The unaudited financial statements at March 31, 1997 and for the three
months ended March 31, 1997 and 1996 and the notes thereto have been
prepared in accordance with generally accepted accounting principles for
interim financial information and Rule 10-01 for Regulation S-X. In the
opinion of management, all adjustments (consisting of normal recurring
accruals) considered necessary for a fair statement of the results of
operations have been included.
Operating results for interim periods are not necessarily indicative of the
results that can be expected for full fiscal years. The offshore oilfield
services industry in the Gulf of Mexico is highly seasonal as a result of
weather conditions and the timing of capital expenditures by the oil and gas
industry. Utilization of the company's dive crews and diving support vessels
("DSV") and therefore the related scope and extent of the company's offshore
diving operations are limited by winter weather conditions generally
prevailing in the Gulf of Mexico and in certain of the Company's inland
markets from December to April. Although adverse weather conditions
occurring from time to time from May through November may also adversely
affect vessel utilization and diving operations, historically, a
disproportionate amount of the Company's diving services have been performed
during the period from May through November. The Company expects a higher
concentration of its total revenues and net income to be earned during the
third (July through September) and fourth (October through December)
quarters of its fiscal year compared to the first (January through March)
and second (April through June) quarters.
Effective January 1, 1996, the Company implemented Statement of Financial
Accounting Standards No. 121, "Accounting for the Impairment of Long-Lived
Assets and for Long-Lived Assets to be Disposed Of," (SFAS 121). This
pronouncement requires a review for impairment whenever circumstances
indicate that the carrying amount of long-lived assets, certain identifiable
intangibles and goodwill may not be recoverable through future cash flows.
In accordance with SFAS 121, the Company recognized a pre-tax charge of
$500,000 ($290,000 after tax, or $.04 per share), effective January 1, 1996.
The charge is included in depreciation and amortization in the consolidated
statement of income for the three months ended March 31, 1996.

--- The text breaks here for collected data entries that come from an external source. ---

//! In-memory store for tests.
//!
//! Uses `HashMap`/`BTreeMap` behind `std::sync::RwLock`. Search is a linear
//! scan that scores documents by term frequency.

use async_trait::async_trait;
use chrono::Utc;
use std::collections::{BTreeMap, HashMap};
use std::sync::RwLock;

use super::{document_body, query_terms, DeadLetterQueue, RecordStore, SearchIndex};
use crate::error::PipelineResult;
use crate::models::{DeadLetter, ExtractedRecord, ImageId, IndexDocument, SearchHit};
use crate::stream::{Checkpoint, CheckpointStore};

type CheckpointKey = (String, String, u32);

pub struct InMemoryStore {
    records: RwLock<HashMap<ImageId, ExtractedRecord>>,
    documents: RwLock<HashMap<ImageId, IndexDocument>>,
    dead_letters: RwLock<Vec<DeadLetter>>,
    checkpoints: RwLock<BTreeMap<CheckpointKey, Checkpoint>>,
}

impl InMemoryStore {
    pub fn new() -> Self {
        Self {
            records: RwLock::new(HashMap::new()),
            documents: RwLock::new(HashMap::new()),
            dead_letters: RwLock::new(Vec::new()),
            checkpoints: RwLock::new(BTreeMap::new()),
        }
    }
}

impl Default for InMemoryStore {
    fn default() -> Self {
        Self::new()
    }
}

fn snippet(text: &str) -> String {
    let flat = text.split_whitespace().collect::<Vec<_>>().join(" ");
    flat.chars().take(160).collect()
}

#[async_trait]
impl RecordStore for InMemoryStore {
    async fn upsert_record(&self, record: &ExtractedRecord) -> PipelineResult<()> {
        self.records
            .write()
            .unwrap()
            .insert(record.image_id.clone(), record.clone());
        Ok(())
    }

    async fn get_record(&self, image_id: &ImageId) -> PipelineResult<Option<ExtractedRecord>> {
        Ok(self.records.read().unwrap().get(image_id).cloned())
    }

    async fn count_records(&self) -> PipelineResult<u64> {
        Ok(self.records.read().unwrap().len() as u64)
    }
}

#[async_trait]
impl SearchIndex for InMemoryStore {
    async fn upsert_document(&self, doc: &IndexDocument) -> PipelineResult<()> {
        self.documents
            .write()
            .unwrap()
            .insert(doc.image_id.clone(), doc.clone());
        Ok(())
    }

    async fn get_document(&self, image_id: &ImageId) -> PipelineResult<Option<IndexDocument>> {
        Ok(self.documents.read().unwrap().get(image_id).cloned())
    }

    async fn search(&self, query: &str, limit: usize) -> PipelineResult<Vec<SearchHit>> {
        let terms = query_terms(query);
        if terms.is_empty() {
            return Ok(Vec::new());
        }

        let docs = self.documents.read().unwrap();
        let mut hits: Vec<SearchHit> = docs
            .values()
            .filter_map(|doc| {
                let tokens = query_terms(&document_body(doc));
                let mut score = 0.0;
                for term in &terms {
                    let count = tokens.iter().filter(|t| *t == term).count();
                    if count == 0 {
                        return None;
                    }
                    score += count as f64;
                }
                Some(SearchHit {
                    image_id: doc.image_id.clone(),
                    score,
                    snippet: snippet(&doc.text),
                    fields: doc.fields.clone(),
                })
            })
            .collect();

        hits.sort_by(|a, b| {
            b.score
                .partial_cmp(&a.score)
                .unwrap_or(std::cmp::Ordering::Equal)
                .then(a.image_id.cmp(&b.image_id))
        });
        hits.truncate(limit);
        Ok(hits)
    }

    async fn count_documents(&self) -> PipelineResult<u64> {
        Ok(self.documents.read().unwrap().len() as u64)
    }
}

#[async_trait]
impl DeadLetterQueue for InMemoryStore {
    async fn push_dead_letter(&self, letter: &DeadLetter) -> PipelineResult<()> {
        self.dead_letters.write().unwrap().push(letter.clone());
        Ok(())
    }

    async fn list_dead_letters(&self, limit: usize) -> PipelineResult<Vec<DeadLetter>> {
        Ok(self
            .dead_letters
            .read()
            .unwrap()
            .iter()
            .rev()
            .take(limit)
            .cloned()
            .collect())
    }

    async fn count_dead_letters(&self) -> PipelineResult<u64> {
        Ok(self.dead_letters.read().unwrap().len() as u64)
    }
}

#[async_trait]
impl CheckpointStore for InMemoryStore {
    async fn get_checkpoint(
        &self,
        group: &str,
        stream: &str,
        partition: u32,
    ) -> PipelineResult<Option<u64>> {
        let key = (group.to_string(), stream.to_string(), partition);
        Ok(self
            .checkpoints
            .read()
            .unwrap()
            .get(&key)
            .map(|c| c.next_offset))
    }

    async fn commit_checkpoint(
        &self,
        group: &str,
        stream: &str,
        partition: u32,
        next_offset: u64,
    ) -> PipelineResult<()> {
        let key = (group.to_string(), stream.to_string(), partition);
        self.checkpoints.write().unwrap().insert(
            key,
            Checkpoint {
                group: group.to_string(),
                stream: stream.to_string(),
                partition,
                next_offset,
                updated_at: Utc::now(),
            },
        );
        Ok(())
    }

    async fn list_checkpoints(&self) -> PipelineResult<Vec<Checkpoint>> {
        Ok(self.checkpoints.read().unwrap().values().cloned().collect())
    }
}

#[cfg(test)]
mod tests {
    use super::*;
    use crate::models::FieldMap;

    fn doc(id: &str, text: &str) -> IndexDocument {
        let mut fields = FieldMap::new();
        fields.insert("text".into(), text.into());
        IndexDocument {
            image_id: ImageId::from(id),
            fields,
            text: text.to_string(),
            source_updated_at: Utc::now(),
        }
    }

    #[tokio::test]
    async fn upsert_replaces_document() {
        let store = InMemoryStore::new();
        store.upsert_document(&doc("a", "old text")).await.unwrap();
        store.upsert_document(&doc("a", "new text")).await.unwrap();
        assert_eq!(store.count_documents().await.unwrap(), 1);
        assert!(store.search("old", 10).await.unwrap().is_empty());
        assert_eq!(store.search("new", 10).await.unwrap().len(), 1);
    }

    #[tokio::test]
    async fn search_requires_all_terms_and_ranks_by_frequency() {
        let store = InMemoryStore::new();
        store.upsert_document(&doc("a", "acme acme sales")).await.unwrap();
        store.upsert_document(&doc("b", "acme engineering")).await.unwrap();
        store.upsert_document(&doc("c", "globex sales")).await.unwrap();

        let hits = store.search("acme", 10).await.unwrap();
        assert_eq!(
            hits.iter().map(|h| h.image_id.as_str()).collect::<Vec<_>>(),
            vec!["a", "b"]
        );
        let hits = store.search("ACME sales", 10).await.unwrap();
        assert_eq!(hits.len(), 1);
        assert_eq!(hits[0].image_id.as_str(), "a");
    }
}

Effective March 1,1996, the Company sold its pipelay/bury barge, the "American
Enterprise," for proceeds of $5,400,000. The gain on the sale is included in
other income in the consolidated statement of income for the three month period
ended March 31, 1996.
Note 2 - Inventories
- ---------------------
The major classes of inventories consist of the following (in thousands):
March 31, December 31,
1997 1996
---- ----
(Unaudited)
Fuel 133 152
Supplies 641 659
Work-in-process 1,730 2491
Finished goods 2,088 1,349
----- -----
$4,592 $4,651
===== =====
Note 3 - Earnings per Share
- ------------------------------
Earnings per share is calculated by dividing net income by the weighted average
number of common shares,including redeemable common shares, outstanding during
each period. Outstanding stock options are common stock equivalents but are
excluded from earnings per common share as the effect would not be materially
dilutive.
In March 1997, the Financial Accounting Standards Board issued Statement of
Financial Accounting Standards No. 128, "Earnings per Share". This Statement
replaces APB No. 15 "Earnings per Share", establishes standards for computing
and presenting earnings per share ("EPS") and is effective for the year ended
December 31, 1997. This statement is not expected to have a material effect on
the Company's reported EPS amount.
Note 4 - Commitments and Contingencies
- ----------------------------------------
Legal Matters
A large oil and gas company has instituted litigation against subsidiaries
of the Company in Edinburgh, Scotland seeking damages of approximately
U.S. $3,000,000, plus interest and costs, on the basis of allegations that
a product supplied by the subsidiaries exhibited design faults upon
installation in a North Sea pipeline. Prior to installation the product
was hydrostatically tested onshore and during the test it did not leak or
otherwise malfunction. After installation but before oil or gas flowed
through the pipeline under pressure the product was removed and replaced
by the customer against the recommendations of the Company's subsidiaries.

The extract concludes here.